The transition to a gig economy continues to generate debate in the food industry as delivery changes the landscape for workers and industry economics. California’s Proposition 22 took effect Jan. 1, allowing food delivery platforms to continue employing workers as contractors.

  • On January 5, Los Angeles Times reported on Albertsons’ decision to lay off hundreds of food delivery workers: “Albertsons says the transition is national in scope … But make no mistake. Proposition 22 … made this change almost inevitable in California.”
  • The same day, the United Food and Commercial Workers International Union called on Albertsons to halt plans: “Exploiting the passage of Prop. 22 to destroy the good-paying jobs of these dedicated frontline workers, in the middle of this public health crisis, is simply wrong.”
  • On January 12, labor groups filed a lawsuit, seeking to overturn Prop 22 (CBS News).
  • The Counter explored how “food delivery apps have exploded in popularity; radically reshaping consumers’ relationships with food as well as workers’ relationships with their employers.” On Jan. 7, the blog also speculated that a U.S. Department of Labor rule on independent contractor status could be a model for states even if it is repealed by the Biden administration.
  • Massachusetts approved fee caps for third-party delivery services, becoming the first state legislature to impose restrictions during the pandemic (Eater).

Worth Reading.

Some important points of view worth checking out this weekend.

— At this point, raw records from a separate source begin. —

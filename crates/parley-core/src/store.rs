//! The durable side of the message relay.

use async_trait::async_trait;
use chrono::{DateTime, Utc};
use parley_db::DbPool;
use parley_models::conversation::ParticipantPair;
use parley_models::message::Message;
use thiserror::Error;

#[derive(Debug, Error)]
pub enum StoreError {
    #[error("database error: {0}")]
    Database(#[from] parley_db::DbError),
    #[error("store call timed out")]
    TimedOut,
    #[error("store unavailable: {0}")]
    Unavailable(String),
}

#[derive(Debug, Clone, PartialEq, Eq)]
pub struct NewMessage {
    pub id: i64,
    pub conversation_id: i64,
    pub sender_id: i64,
    pub receiver_id: i64,
    pub content: String,
    pub created_at: DateTime<Utc>,
}

#[async_trait]
pub trait MessageStore: Send + Sync {
    /// Participants of `conversation_id`, or `None` if it does not exist.
    async fn conversation_participants(
        &self,
        conversation_id: i64,
    ) -> Result<Option<ParticipantPair>, StoreError>;

    async fn create_message(&self, message: &NewMessage) -> Result<(), StoreError>;

    async fn update_last_message(
        &self,
        conversation_id: i64,
        message_id: i64,
        at: DateTime<Utc>,
    ) -> Result<(), StoreError>;

    /// The stored message with sender and receiver display fields filled in.
    async fn populated_message(&self, message_id: i64) -> Result<Option<Message>, StoreError>;
}

/// [`MessageStore`] backed by the SQL pool.
#[derive(Clone)]
pub struct SqlMessageStore {
    pool: DbPool,
}

impl SqlMessageStore {
    pub fn new(pool: DbPool) -> Self {
        Self { pool }
    }
}

#[async_trait]
impl MessageStore for SqlMessageStore {
    async fn conversation_participants(
        &self,
        conversation_id: i64,
    ) -> Result<Option<ParticipantPair>, StoreError> {
        let row = parley_db::conversations::get_conversation(&self.pool, conversation_id).await?;
        Ok(row.map(|c| c.participants))
    }

    async fn create_message(&self, message: &NewMessage) -> Result<(), StoreError> {
        parley_db::messages::create_message(
            &self.pool,
            message.id,
            message.conversation_id,
            message.sender_id,
            message.receiver_id,
            &message.content,
            message.created_at,
        )
        .await?;
        Ok(())
    }

    async fn update_last_message(
        &self,
        conversation_id: i64,
        message_id: i64,
        at: DateTime<Utc>,
    ) -> Result<(), StoreError> {
        parley_db::conversations::update_last_message(&self.pool, conversation_id, message_id, at)
            .await?;
        Ok(())
    }

    async fn populated_message(&self, message_id: i64) -> Result<Option<Message>, StoreError> {
        let row = parley_db::messages::get_populated_message(&self.pool, message_id).await?;
        Ok(row.map(|r| r.into_model()))
    }
}
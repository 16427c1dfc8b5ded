use axum::{
    http::{Method, StatusCode},
    response::IntoResponse,
    routing::{get, post},
    Json, Router,
};
use parley_core::AppState;
use serde_json::json;

pub mod error;
pub mod middleware;
pub mod routes;

pub fn build_router() -> Router<AppState> {
    Router::new()
        .route("/health", get(health))
        .route("/api/v1/health", get(health))
        // Auth
        .route("/api/v1/auth/register", post(routes::auth::register))
        .route("/api/v1/auth/login", post(routes::auth::login))
        // Messages
        .route("/api/v1/messages/users", get(routes::messages::list_users))
        .route(
            "/api/v1/messages/conversations",
            get(routes::messages::list_conversations),
        )
        .route(
            "/api/v1/messages/conversation/{user_id}",
            get(routes::messages::open_conversation),
        )
        .route(
            "/api/v1/messages/messages/{conversation_id}",
            get(routes::messages::conversation_history),
        )
        .route("/api/v1/messages/send", post(routes::messages::send_message))
        // Presence
        .route("/api/v1/presence", get(routes::presence::list_present))
        .layer(build_cors_layer())
        .layer(tower_http::trace::TraceLayer::new_for_http())
}

fn build_cors_layer() -> tower_http::cors::CorsLayer {
    tower_http::cors::CorsLayer::new()
        .allow_origin(tower_http::cors::Any)
        .allow_methods([Method::GET, Method::POST])
        .allow_headers(tower_http::cors::Any)
}

async fn health() -> impl IntoResponse {
    (
        StatusCode::OK,
        Json(json!({ "status": "ok", "service": "parley" })),
    )
}
pub mod snowflake;
pub mod validation;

Reducing Waste Has Its Apeel

Wall Street Journal contributor Emily Bobrow profiled Apeel CEO James Rogers, whose company makes plant-based coatings for produce to extend shelf life and reduce waste. The 8-year-old company is now valued at $1 billion and is eyeing opportunities in Asia, Africa and Latin America.

Three Masks Out of Five

Nation’s Restaurant News reported that Yelp is allowing users to rate restaurants’ COVID-19 practices. In the same vein as rating restaurants as child-friendly or romantic, you can check out an operation’s social distancing and mask-wearing practices, policies and compliance.

Reviewing the Bad Apples

Food Safety News described research done by four universities that studies the effectiveness of food safety surveillance with text mining. Their process drills into online reviews of products, searching for words that indicate the products are somehow unsafe or cause foodborne illness.

Fine Wine Design

Brittany Holloway-Brown at Eater interviewed three designers about their creative processes and the inspiration behind the design of an eye-catching bottle of wine. “There is a lot of creative freedom there. It’s an opportunity to create a totally immersive experience on a super-relatable, human scale,” explains designer Mel Barat Bours.